> [Goal of the exercise]: From the records below, please return each line that holds the word "stock".

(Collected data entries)
══════
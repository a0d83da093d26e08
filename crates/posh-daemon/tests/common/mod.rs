//! Shared helpers for the in-process daemon scenario tests.
//!
//! The router is driven through `tower::ServiceExt::oneshot`; no sockets.
//! Identity is a static token table; the gateway is a scripted stub.
#![allow(dead_code)]

use std::collections::VecDeque;
use std::sync::Arc;

use async_trait::async_trait;
use axum::http::{Request, StatusCode};
use http_body_util::BodyExt;
use rust_decimal::Decimal;
use tokio::sync::Mutex;
use tower::ServiceExt;
use uuid::Uuid;

use posh_daemon::{auth::StaticIdentity, routes, state::AppState};
use posh_gateway::{GatewayError, PushGateway, StkPushHandle, StkQueryOutcome};
use posh_store::{NewProduct, Store};

// ---------------------------------------------------------------------------
// Gateway stub
// ---------------------------------------------------------------------------

pub struct StubGateway {
    refs: Mutex<VecDeque<String>>,
    queries: Mutex<VecDeque<Result<StkQueryOutcome, GatewayError>>>,
    initiate_error: Option<GatewayError>,
}

impl StubGateway {
    pub fn with_refs(refs: &[&str]) -> Self {
        Self {
            refs: Mutex::new(refs.iter().map(|r| r.to_string()).collect()),
            queries: Mutex::new(VecDeque::new()),
            initiate_error: None,
        }
    }

    pub fn failing_initiate(err: GatewayError) -> Self {
        Self {
            refs: Mutex::new(VecDeque::new()),
            queries: Mutex::new(VecDeque::new()),
            initiate_error: Some(err),
        }
    }

    pub async fn script_query(&self, step: Result<StkQueryOutcome, GatewayError>) {
        self.queries.lock().await.push_back(step);
    }
}

#[async_trait]
impl PushGateway for StubGateway {
    async fn initiate(
        &self,
        _phone: &str,
        _amount: Decimal,
        _order_ref: &str,
    ) -> Result<StkPushHandle, GatewayError> {
        if let Some(err) = &self.initiate_error {
            return Err(err.clone());
        }
        let checkout_ref = self
            .refs
            .lock()
            .await
            .pop_front()
            .expect("stub ran out of scripted checkout refs");
        Ok(StkPushHandle {
            checkout_ref,
            merchant_ref: "29115-34620561-1".to_string(),
            description: "Success. Request accepted for processing".to_string(),
        })
    }

    async fn query(&self, _checkout_ref: &str) -> Result<StkQueryOutcome, GatewayError> {
        self.queries
            .lock()
            .await
            .pop_front()
            .expect("stub ran out of scripted query steps")
    }
}

// ---------------------------------------------------------------------------
// State / router construction
// ---------------------------------------------------------------------------

pub const ADMIN_SECRET: &str = "test-secret";

/// Fresh state with three known tokens: `tok-alice` and `tok-bob` are
/// customers, `tok-admin` is promoted to admin.
pub async fn make_state(gateway: Arc<dyn PushGateway>) -> Arc<AppState> {
    let store = Arc::new(Store::new());
    store.directory.sync("uid-alice", "Alice", None).await;
    store.directory.sync("uid-bob", "Bob", None).await;
    store.directory.sync("uid-admin", "Root", None).await;
    store.directory.make_admin("uid-admin").await.unwrap();

    let identity = StaticIdentity::new()
        .with_token("tok-alice", "uid-alice", "Alice")
        .with_token("tok-bob", "uid-bob", "Bob")
        .with_token("tok-admin", "uid-admin", "Root");

    Arc::new(AppState::new(
        store,
        gateway,
        Arc::new(identity),
        ADMIN_SECRET.to_string(),
    ))
}

pub async fn seed_product(state: &AppState, price_cents: i64, stock: u32) -> Uuid {
    state
        .store
        .catalog
        .insert(NewProduct {
            name: "Canvas Print".to_string(),
            description: String::new(),
            price: Decimal::new(price_cents, 2),
            stock,
            sizes: vec!["A3".to_string()],
            colors: vec![],
            category: "Print".to_string(),
            image_url: None,
        })
        .await
        .id
}

// ---------------------------------------------------------------------------
// Request plumbing
// ---------------------------------------------------------------------------

/// Drive the router with a single request and return (status, json body).
pub async fn call(
    state: Arc<AppState>,
    req: Request<axum::body::Body>,
) -> (StatusCode, serde_json::Value) {
    let resp = routes::build_router(state)
        .oneshot(req)
        .await
        .expect("oneshot failed");
    let status = resp.status();
    let bytes = resp
        .into_body()
        .collect()
        .await
        .expect("body collect failed")
        .to_bytes();
    let json = if bytes.is_empty() {
        serde_json::Value::Null
    } else {
        serde_json::from_slice(&bytes).expect("body is not valid JSON")
    };
    (status, json)
}

pub fn get(uri: &str, token: Option<&str>) -> Request<axum::body::Body> {
    let mut builder = Request::builder().method("GET").uri(uri);
    if let Some(t) = token {
        builder = builder.header("Authorization", format!("Bearer {t}"));
    }
    builder.body(axum::body::Body::empty()).unwrap()
}

pub fn send_json(
    method: &str,
    uri: &str,
    token: Option<&str>,
    body: &serde_json::Value,
) -> Request<axum::body::Body> {
    let mut builder = Request::builder()
        .method(method)
        .uri(uri)
        .header("Content-Type", "application/json");
    if let Some(t) = token {
        builder = builder.header("Authorization", format!("Bearer {t}"));
    }
    builder
        .body(axum::body::Body::from(body.to_string()))
        .unwrap()
}

/// Place a one-line order for `token` and return the order id.
pub async fn place_order(state: Arc<AppState>, token: &str, product_id: Uuid) -> Uuid {
    let (status, body) = call(
        state,
        send_json(
            "POST",
            "/api/orders",
            Some(token),
            &serde_json::json!({
                "items": [{ "product_id": product_id, "quantity": 1 }],
                "delivery_method": "pickup"
            }),
        ),
    )
    .await;
    assert_eq!(status, StatusCode::CREATED, "order placement failed: {body}");
    body["id"].as_str().unwrap().parse().unwrap()
}

pub fn success_callback(checkout_ref: &str, receipt: &str) -> serde_json::Value {
    serde_json::json!({
        "Body": {
            "stkCallback": {
                "MerchantRequestID": "29115-34620561-1",
                "CheckoutRequestID": checkout_ref,
                "ResultCode": 0,
                "ResultDesc": "The service request is processed successfully.",
                "CallbackMetadata": {
                    "Item": [
                        { "Name": "Amount", "Value": 1501 },
                        { "Name": "MpesaReceiptNumber", "Value": receipt },
                        { "Name": "TransactionDate", "Value": 20260201120000u64 },
                        { "Name": "PhoneNumber", "Value": 254706276584u64 }
                    ]
                }
            }
        }
    })
}

pub fn failure_callback(checkout_ref: &str, desc: &str) -> serde_json::Value {
    serde_json::json!({
        "Body": {
            "stkCallback": {
                "CheckoutRequestID": checkout_ref,
                "ResultCode": 1032,
                "ResultDesc": desc
            }
        }
    })
}
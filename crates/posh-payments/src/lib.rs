//! Payment reconciliation core.
//!
//! Three independent signal sources race to settle an order's payment: the
//! gateway's callback webhook, the client's status poll, and an admin manual
//! override. [`machine`] is the pure state machine that decides what each
//! signal does to a payment record; [`orchestrator`] wires it to the store
//! and gateway with a compare-and-swap application loop; [`poller`] is the
//! bounded client-side retry task.

pub mod machine;
pub mod orchestrator;
pub mod poller;

pub use machine::{apply, PaymentSignal, Transition};
pub use orchestrator::{
    Actor, InitiateReceipt, PaymentError, PaymentOrchestrator, ReconcileOutcome,
};
pub use poller::{CancelToken, PollOutcome, Sleeper, StatusPoller, StatusSource, TokioSleeper};
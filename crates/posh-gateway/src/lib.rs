//! Client for the mobile-money STK-push gateway (Safaricom Daraja).
//!
//! All gateway interaction lives here: OAuth token exchange, phone-number
//! normalization, push-payment initiation, status query, and callback
//! parsing. The rest of the workspace depends only on the [`PushGateway`]
//! trait; test code substitutes stubs for it.

mod client;
mod error;
mod phone;
mod types;

pub use client::{DarajaClient, PushGateway};
pub use error::GatewayError;
pub use phone::format_phone_number;
pub use types::{
    parse_callback, CallbackOutcome, StkPushHandle, StkQueryOutcome,
};
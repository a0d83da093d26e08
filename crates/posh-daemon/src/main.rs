//! posh-daemon entry point.
//!
//! This file is intentionally thin: it loads configuration, sets up tracing,
//! builds the shared state, wires middleware, and starts the HTTP server.
//! All route handlers live in `routes.rs`; shared state in `state.rs`.

use std::sync::Arc;

use anyhow::Context;
use axum::http::Method;
use posh_daemon::{auth::UserInfoIdentity, routes, state::AppState};
use posh_gateway::DarajaClient;
use posh_store::Store;
use tower_http::{
    cors::CorsLayer,
    trace::{DefaultMakeSpan, DefaultOnResponse, TraceLayer},
};
use tracing::{info, Level};

#[tokio::main]
async fn main() -> anyhow::Result<()> {
    // Dev convenience; silent if the file does not exist; production
    // injects env vars directly.
    let _ = dotenvy::dotenv();

    init_tracing();

    let daemon_cfg =
        posh_config::DaemonConfig::from_env().context("daemon configuration incomplete")?;
    let gateway_cfg =
        posh_config::GatewayConfig::from_env().context("gateway configuration incomplete")?;
    let userinfo_url = std::env::var("POSH_IDENTITY_USERINFO_URL")
        .context("missing required environment variable POSH_IDENTITY_USERINFO_URL")?;

    info!(env = ?gateway_cfg.env, "gateway configured");

    let state = Arc::new(AppState::new(
        Arc::new(Store::new()),
        Arc::new(DarajaClient::new(gateway_cfg)),
        Arc::new(UserInfoIdentity::new(userinfo_url)),
        daemon_cfg.admin_secret.clone(),
    ));

    let app = routes::build_router(state)
        .layer(
            TraceLayer::new_for_http()
                .make_span_with(DefaultMakeSpan::new().level(Level::INFO))
                .on_response(DefaultOnResponse::new().level(Level::INFO)),
        )
        .layer(cors_layer());

    info!("posh-daemon listening on http://{}", daemon_cfg.bind_addr);
    axum::serve(
        tokio::net::TcpListener::bind(daemon_cfg.bind_addr).await?,
        app,
    )
    .await
    .context("server crashed")?;

    Ok(())
}

fn init_tracing() {
    tracing_subscriber::fmt()
        .with_env_filter(
            tracing_subscriber::EnvFilter::try_from_default_env().unwrap_or_else(|_| "info".into()),
        )
        .init();
}

/// The storefront UI is served from another origin; the gateway callback
/// arrives without CORS at all, so a permissive policy here is about the
/// browser clients only.
fn cors_layer() -> CorsLayer {
    CorsLayer::new()
        .allow_origin(tower_http::cors::Any)
        .allow_methods([Method::GET, Method::POST, Method::PUT, Method::DELETE])
        .allow_headers(tower_http::cors::Any)
}
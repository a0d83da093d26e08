//! Shop-wide settings: public read, admin write.

use tokio::sync::RwLock;

use posh_schemas::Settings;

pub struct SettingsStore {
    inner: RwLock<Settings>,
}

impl SettingsStore {
    pub fn new() -> Self {
        Self {
            inner: RwLock::new(Settings::default()),
        }
    }

    pub async fn get(&self) -> Settings {
        self.inner.read().await.clone()
    }

    pub async fn update(
        &self,
        currency: Option<String>,
        currency_symbol: Option<String>,
    ) -> Settings {
        let mut guard = self.inner.write().await;
        if let Some(c) = currency {
            guard.currency = c;
        }
        if let Some(s) = currency_symbol {
            guard.currency_symbol = s;
        }
        guard.clone()
    }
}

impl Default for SettingsStore {
    fn default() -> Self {
        Self::new()
    }
}
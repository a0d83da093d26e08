//! Role directory: maps externally-verified identity subjects to local
//! profiles and roles. Token verification itself lives with the identity
//! provider at the HTTP layer; this is only the role side.

use std::collections::HashMap;

use chrono::{DateTime, Utc};
use serde::{Deserialize, Serialize};
use tokio::sync::RwLock;

use posh_schemas::Role;

use crate::error::StoreError;

#[derive(Debug, Clone, Serialize, Deserialize)]
pub struct UserProfile {
    pub subject: String,
    pub email: Option<String>,
    pub name: String,
    pub role: Role,
    pub created_at: DateTime<Utc>,
}

pub struct Directory {
    users: RwLock<HashMap<String, UserProfile>>,
}

impl Directory {
    pub fn new() -> Self {
        Self {
            users: RwLock::new(HashMap::new()),
        }
    }

    /// Upsert on login sync: first sight creates a customer profile, a
    /// changed display name is updated in place, the role is never touched
    /// here.
    pub async fn sync(
        &self,
        subject: &str,
        name: &str,
        email: Option<&str>,
    ) -> UserProfile {
        let mut guard = self.users.write().await;
        match guard.get_mut(subject) {
            Some(profile) => {
                if !name.is_empty() && profile.name != name {
                    profile.name = name.to_string();
                }
                profile.clone()
            }
            None => {
                let profile = UserProfile {
                    subject: subject.to_string(),
                    email: email.map(str::to_string),
                    name: name.to_string(),
                    role: Role::Customer,
                    created_at: Utc::now(),
                };
                guard.insert(subject.to_string(), profile.clone());
                profile
            }
        }
    }

    pub async fn get(&self, subject: &str) -> Option<UserProfile> {
        self.users.read().await.get(subject).cloned()
    }

    /// Role lookup with the customer default for unknown subjects: an
    /// identity the provider vouches for but we have not synced yet is
    /// still a customer.
    pub async fn role(&self, subject: &str) -> Role {
        self.users
            .read()
            .await
            .get(subject)
            .map(|p| p.role)
            .unwrap_or(Role::Customer)
    }

    /// Promote an existing profile to admin. The caller gates this behind
    /// the bootstrap secret.
    pub async fn make_admin(&self, subject: &str) -> Result<UserProfile, StoreError> {
        let mut guard = self.users.write().await;
        let profile = guard.get_mut(subject).ok_or(StoreError::NotFound)?;
        profile.role = Role::Admin;
        Ok(profile.clone())
    }
}

impl Default for Directory {
    fn default() -> Self {
        Self::new()
    }
}
//! HTTP surface for the storefront: routing, auth extraction, and the
//! request/response types. The binary in `main.rs` wires configuration and
//! middleware around [`routes::build_router`].

pub mod api_types;
pub mod auth;
pub mod routes;
pub mod state;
══════
> [Reply]:
pub async fn seed_product(state: &AppState, price_cents: i64, stock: u32) -> Uuid {
            stock,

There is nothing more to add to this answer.